How to grow berries along a fence

Home-grown fruit tastes incomparably better than fruit from shops because you can pick it when it’s really ripe.

How to grow berries along a fence

Boundary walls and fences make ready-made supports for soft fruit (such as berries and currants), or you could train plants over an arch or up a trellis screen. Some types are not too fussy about soil, and they can look stunning when in flower and fruit.

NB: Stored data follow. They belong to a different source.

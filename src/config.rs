// src/config.rs
//! Feed configuration: which source the listing comes from and which handler
//! component rewritten app links should target. The local-vs-network choice
//! is a static configuration value, not negotiated at runtime.

use anyhow::{anyhow, Context, Result};
use serde::Deserialize;
use std::fs;
use std::path::{Path, PathBuf};

use crate::listing::HandlerIdentity;
use crate::source::FeedSource;

const ENV_PATH: &str = "TVLISTING_CONFIG_PATH";

#[derive(Debug, Clone, Deserialize)]
#[serde(default)]
pub struct FeedConfig {
    /// When set, the bundled feed is used and `feed_url` is ignored.
    pub use_local_feed: bool,
    pub local_feed_path: String,
    pub feed_url: String,
    pub handler_package: String,
    pub handler_class: String,
}

impl Default for FeedConfig {
    fn default() -> Self {
        Self {
            use_local_feed: true,
            local_feed_path: "feeds/rich_tv_input_xmltv_feed.xml".to_string(),
            feed_url: String::new(),
            handler_package: "com.example.tv".to_string(),
            handler_class: "RichActivity".to_string(),
        }
    }
}

impl FeedConfig {
    /// The source the static selection rule picks.
    pub fn source(&self) -> FeedSource {
        if self.use_local_feed {
            FeedSource::from_uri(&self.local_feed_path)
        } else {
            FeedSource::from_uri(&self.feed_url)
        }
    }

    pub fn handler(&self) -> HandlerIdentity {
        HandlerIdentity::new(self.handler_package.clone(), self.handler_class.clone())
    }

    /// Load from an explicit path. Supports TOML or JSON formats.
    pub fn load_from(path: &Path) -> Result<Self> {
        let content = fs::read_to_string(path)
            .with_context(|| format!("reading feed config from {}", path.display()))?;
        let ext = path
            .extension()
            .and_then(|s| s.to_str())
            .unwrap_or_default()
            .to_ascii_lowercase();
        parse_config(&content, ext.as_str())
    }

    /// Load using env var + fallbacks:
    /// 1) $TVLISTING_CONFIG_PATH
    /// 2) config/tvlisting.toml
    /// 3) config/tvlisting.json
    /// 4) built-in defaults (bundled local feed)
    pub fn load_default() -> Result<Self> {
        if let Ok(p) = std::env::var(ENV_PATH) {
            let pb = PathBuf::from(p);
            if pb.exists() {
                return Self::load_from(&pb);
            } else {
                return Err(anyhow!("TVLISTING_CONFIG_PATH points to non-existent path"));
            }
        }
        let toml_p = PathBuf::from("config/tvlisting.toml");
        if toml_p.exists() {
            return Self::load_from(&toml_p);
        }
        let json_p = PathBuf::from("config/tvlisting.json");
        if json_p.exists() {
            return Self::load_from(&json_p);
        }
        Ok(Self::default())
    }
}

fn parse_config(s: &str, hint_ext: &str) -> Result<FeedConfig> {
    if hint_ext == "json" {
        return serde_json::from_str(s).context("parsing feed config json");
    }
    if hint_ext == "toml" {
        return toml::from_str(s).context("parsing feed config toml");
    }
    // No usable extension hint: try TOML first, then JSON.
    if let Ok(v) = toml::from_str(s) {
        return Ok(v);
    }
    if let Ok(v) = serde_json::from_str(s) {
        return Ok(v);
    }
    Err(anyhow!("unsupported feed config format"))
}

Good value for space and taste are: Loganberries and tayberries (which look something like large raspberries), cultivated blackberries (ones without thorns), and the exotic Japanese wineberry with its decorative stems and aromatic fruit; Redcurrants, white currants and gooseberries can all be trained against a fence (although not blackcurrants because of the way they grow).

You will need
A fork, spade, secateurs, wire and ties for training the stems.

Where to put them
Most fruit gives the best yields and sweetest crops in a sunny spot, but redcurrants and blackberries will cope well with a shady spot. Avoid ground that is prone to getting waterlogged.

How much space?
Allow a 60cm width along a 2.5m length of wall or fence for cane fruits (such as raspberries and blackberries), and choose the least vigorous varieties. Redcurrants, white currants and gooseberries can have as little as a 1m spread, and are better behaved so can be grown alongside a path.

Preparing the ground
Dig over a 60-90cm square patch to remove weed roots. Fork in soil improver (from a garden centre).

Where and when to buy
Garden centres often stock some soft fruit in containers. However, mail order seed companies and specialised fruit nurseries have a much better range, and they send plants out in late winter or early spring when it is the best time to plant.

How to use the berries

  • Redcurrants, blackcurrants, gooseberries and blackberries are fantastic in creamy summer and autumn desserts, pies and tarts. Also tart or sharp berries go well with lamb, game, mackerel and smoked fish.
  • Fresh berries freeze well, simply open-freeze on baking trays until solid, then pack into plastic boxes.
  • Berries are great to have growing as you can just pluck a handful to decorate desserts and cakes.